Komitee-Stimmen Folge 17: Bruno Sidler

Unter dem Titel Komitee-Stimmen äussern sich in diesem Blog Mitglieder des Komitees Weltoffenes Zürich regelmässig zu Themen, die wichtig sind für den Standort und dessen Anbindung an die Welt. Aktuell fragen wir nach bei Bruno Sidler, Logistikexperte und selbstständiger Unternehmer. Die Rubrik ist auch Teil des monatlich erscheinenden Newsletters des Komitees, der über diesen Link abonniert werden kann. Vielen Dank für das Interesse!

Herr Sidler, Sie engagieren sich als Mitglied des Komitees Weltoffenes Zürich. Was motiviert Sie zu diesem Engagement?

Ich bin seit bald 40 Jahren in der globalen Luftfracht engagiert und ich weiss um die Bedeutung der zivilen Luftfahrt und der damit verbundenen Infrastruktur. Der Flughafen Zürich mit seinen internationalen Anbindungen ist für das Funktionieren des Wirtschaftsstandortes Zürich, ja der ganzen Schweiz, unabdingbar und es ist mir ein persönliches Anliegen mitzuhelfen, dass diese Botschaft immer wieder beim Volk und insbesondere den politischen Entscheidungsträgerinnen und Entscheidungsträgern ankommt.

Das Mission Statement des Komitees ist der Einsatz für die gute globale Verkehrsanbindung des Standorts Zürich. Warum ist die gute internationale Vernetzung wichtig?

Ohne die zahlreichen direkten Anbindungen würden viele Unternehmungen, insbesondere internationale Konzerne, den Standort Zürich oder Zug hinterfragen - und nicht wenige würden abwandern.
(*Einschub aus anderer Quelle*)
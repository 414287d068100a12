use miette::{Context, IntoDiagnostic, Result};
use owo_colors::OwoColorize;
use time::{
    format_description::{self, BorrowedFormatItem},
    OffsetDateTime, UtcOffset,
};
use tracing::{Event, Level, Subscriber};
use tracing_subscriber::{
    fmt::{format, FmtContext, FormatEvent, FormatFields},
    registry::LookupSpan,
    FmtSubscriber,
};

/// Initialize the logging system
pub fn init_logging(level: Level) -> Result<()> {
    // Fails on some platforms when the process is multi-threaded, UTC is good enough then
    let local_offset = UtcOffset::current_local_offset().unwrap_or(UtcOffset::UTC);

    let my_pretty_logger = MyPrettyLogger::new(local_offset)?;

    let subscriber = FmtSubscriber::builder()
        .event_format(my_pretty_logger)
        .with_max_level(level)
        .finish();

    tracing::subscriber::set_global_default(subscriber)
        .into_diagnostic()
        .wrap_err("Setting default subscriber failed")
}

/// Map the verbosity flags of the CLI to a log level
pub fn level_from_verbosity(verbose: u8, quiet: bool) -> Level {
    if quiet {
        return Level::WARN;
    }

    match verbose {
        0 => Level::INFO,
        1 => Level::DEBUG,
        _ => Level::TRACE,
    }
}

/// Compact single-line format: local time, level, emitting stage, then the message
struct MyPrettyLogger {
    offset: UtcOffset,
    time_format: Vec<BorrowedFormatItem<'static>>,
}

impl MyPrettyLogger {
    fn new(offset: UtcOffset) -> Result<Self> {
        Ok(Self {
            offset,
            time_format: format_description::parse_borrowed::<1>("[hour]:[minute]:[second]")
                .into_diagnostic()
                .wrap_err("Invalid log time format")?,
        })
    }
}

impl<S, N> FormatEvent<S, N> for MyPrettyLogger
where
    S: Subscriber + for<'a> LookupSpan<'a>,
    N: for<'a> FormatFields<'a> + 'static,
{
    fn format_event(
        &self,
        ctx: &FmtContext<'_, S, N>,
        mut writer: format::Writer<'_>,
        event: &Event<'_>,
    ) -> std::fmt::Result {
        let metadata = event.metadata();

        let now = OffsetDateTime::now_utc().to_offset(self.offset).time();
        let now = now.format(&self.time_format).map_err(|_| std::fmt::Error)?;
        // Which step of the run logged, e.g. `pipeline::fetcher`
        let stage = metadata
            .target()
            .strip_prefix("clipreel::")
            .unwrap_or(metadata.target());

        if writer.has_ansi_escapes() {
            let level = match *metadata.level() {
                Level::ERROR => metadata.level().red().to_string(),
                Level::WARN => metadata.level().yellow().to_string(),
                Level::DEBUG => metadata.level().blue().to_string(),
                Level::TRACE => metadata.level().purple().to_string(),
                _ => metadata.level().green().to_string(),
            };

            write!(&mut writer, "{} {:>5} {} ", now, level, stage.yellow())?;
        } else {
            write!(
                &mut writer,
                "{} {:>5} {} ",
                now,
                metadata.level(),
                stage
            )?;
        }

        ctx.field_format().format_fields(writer.by_ref(), event)?;

        writeln!(writer)
    }
}
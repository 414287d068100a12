//! In-memory stand-ins for the external tools.

use std::{
    cell::RefCell,
    collections::HashMap,
    path::{Path, PathBuf},
};

use crate::{
    outside::{ClipDownloader, ConcatMode, MediaProbe, NormalizeMode, StreamTransformer},
    result::{bail, Error, Result},
    types::{AudioStream, Container, StreamSignature, VideoStream},
};

/// Fake media files are text files holding `<duration>\n<video codec>\n<audio codec>`,
/// an empty audio codec standing for a clip without sound
#[derive(Debug, Default)]
pub struct FakeMedia {
    /// Known clips and their duration, any other clip is unavailable
    clips: HashMap<String, (f64, String, String)>,
    pub fail_concat: bool,
    pub fail_normalize: bool,

    pub downloads: RefCell<Vec<String>>,
    pub concats: RefCell<Vec<(Vec<PathBuf>, ConcatMode)>>,
    pub normalizations: RefCell<Vec<NormalizeMode>>,
}

impl FakeMedia {
    pub fn with_clip(self, clip_ref: &str, duration: f64) -> Self {
        self.with_codec_clip(clip_ref, duration, "h264")
    }

    pub fn with_codec_clip(mut self, clip_ref: &str, duration: f64, codec: &str) -> Self {
        self.clips.insert(
            clip_ref.to_string(),
            (duration, codec.to_string(), "aac".to_string()),
        );
        self
    }

    pub fn with_silent_clip(mut self, clip_ref: &str, duration: f64) -> Self {
        self.clips.insert(
            clip_ref.to_string(),
            (duration, "h264".to_string(), String::new()),
        );
        self
    }

    fn read(path: &Path) -> Result<(f64, String, String)> {
        let content = std::fs::read_to_string(path)?;
        let mut lines = content.lines();
        let duration = lines.next().and_then(|l| l.parse().ok()).unwrap_or(0.0);
        let codec = lines.next().unwrap_or_default().to_string();
        let audio = lines.next().unwrap_or_default().to_string();
        Ok((duration, codec, audio))
    }
}

impl ClipDownloader for FakeMedia {
    fn download(&self, clip_ref: &str, path: &Path) -> Result<()> {
        self.downloads.borrow_mut().push(clip_ref.to_string());
        match self.clips.get(clip_ref) {
            Some((duration, codec, audio)) => {
                Ok(std::fs::write(path, format!("{duration}\n{codec}\n{audio}"))?)
            }
            None => Err(Error::UnavailableStream),
        }
    }
}

impl MediaProbe for FakeMedia {
    fn duration(&self, path: &Path) -> Result<f64> {
        let (duration, _, _) = Self::read(path)?;
        if duration > 0.0 {
            Ok(duration)
        } else {
            bail("Not a positive duration")
        }
    }

    fn streams(&self, path: &Path) -> Result<StreamSignature> {
        let (_, codec, audio) = Self::read(path)?;
        let audio = (!audio.is_empty()).then(|| AudioStream {
            codec: audio,
            sample_rate: Some(48000),
            channels: Some(2),
        });
        Ok(StreamSignature {
            video: Some(VideoStream {
                codec,
                width: 1920,
                height: 1080,
                pix_fmt: Some("yuv420p".into()),
            }),
            audio,
        })
    }
}

impl StreamTransformer for FakeMedia {
    fn concat(&self, inputs: &[&Path], output: &Path, mode: ConcatMode) -> Result<()> {
        self.concats
            .borrow_mut()
            .push((inputs.iter().map(|p| p.to_path_buf()).collect(), mode));
        if self.fail_concat {
            return bail("ffmpeg did run but was not successful (exit status: 1)");
        }

        let mut total = 0.0;
        let mut codec = "h264".to_string();
        for (i, input) in inputs.iter().enumerate() {
            let (duration, input_codec, _) = Self::read(input)?;
            total += duration;
            if i == 0 && mode == ConcatMode::StreamCopy {
                codec = input_codec;
            }
        }
        Ok(std::fs::write(output, format!("{total}\n{codec}\naac"))?)
    }

    fn normalize(
        &self,
        input: &Path,
        output: &Path,
        _container: Container,
        mode: NormalizeMode,
    ) -> Result<()> {
        self.normalizations.borrow_mut().push(mode);
        if self.fail_normalize {
            // Like ffmpeg, a failing run may leave a partial output behind
            std::fs::write(output, "partial")?;
            return bail("ffmpeg did run but was not successful (exit status: 1)");
        }
        std::fs::copy(input, output)?;
        Ok(())
    }
}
Sie waren Chef des Logistikkonzerns Panalpina, später führten Sie das operative Geschäft des Handelskonzern DKSH. Die Luftfracht boomte nun in der Coronakrise – wie wichtig und wie volkswirtschaftlich bedeutsam dieser Bereich ist, wurde vielen erst in der Krise so richtig bewusst. Oder wie nehmen Sie das wahr?

Das reibungslose Funktionieren der Lieferketten wurde über Jahrzehnte als gegeben hingenommen. Während der Coronakrise wurde der breiten Masse zum ersten Mal so richtig bewusst, wie abhängig die Wirtschaft von diesem Bereich ist. Die Luftfracht ist gerade für Güter mit einer hohen Wertschöpfung zentral, man denke nur an die Bedeutung des Pharmasektors in unserem Land. Zudem waren es mitunter die weiterhin generierten hohen Umsätze der Luftfracht, die das Überleben mancher Airline während der Krise sicherten.

Die Lieferketten bleiben ein grosses Problem. Wie sehen die Perspektiven, wird das Rad der Globalisierung zurückgedreht?

Die Lieferketten werden sich in den nächsten sechs bis zwölf Monate stabilisieren. Die Globalisierung wird mit Bestimmtheit nicht rückgängig gemacht, die internationale Arbeitsteilung ist ein Muss, um konkurrenzfähig zu bleiben, und ich kenne kein effektiveres Mittel, um die Länder der Dritten Welt aus ihrer Armut zu befreien. Um besser gewappnet zu sein, werden sich die durchschnittlichen Lagerbestände erhöhen, zudem wird die Produktion von bestimmten Schlüsselgütern- und Komponenten wieder zurückgeholt. Die anhaltenden Probleme in der Verfügbarkeit von Halbleitern haben brutal aufgezeigt, wie abhängig wir von Asien, speziell Taiwan sind. Hier wird bereits kräftig Gegensteuer gegeben.

Wird die Luftfracht ihre wichtige Stellung behaupten können?

Die Luftfracht ist für hochwertige oder verderbliche Güter oft die einzige sinnvolle Transportart - das wird auch so bleiben. Neben der verfügbaren Kapazität auf den Passagiermaschinen braucht es auch eine robuste Kapazität auf reinen Frachtmaschinen. Gerade diese haben während der Coronakrise eine überragende Rolle gespielt.

Und eine persönliche Frage: Welche sind die wichtigsten Erkenntnisse, die Sie aus den zwei zurückliegenden Pandemie-Jahren mitnehmen?

Ich bin von Natur aus ein Mensch, der versucht, alles zu planen. Während der Pandemie war das schlicht und einfach nicht möglich. Ich habe nicht nur gelernt, damit umzugehen - ich werde in Zukunft die Dinge etwas lockerer angehen.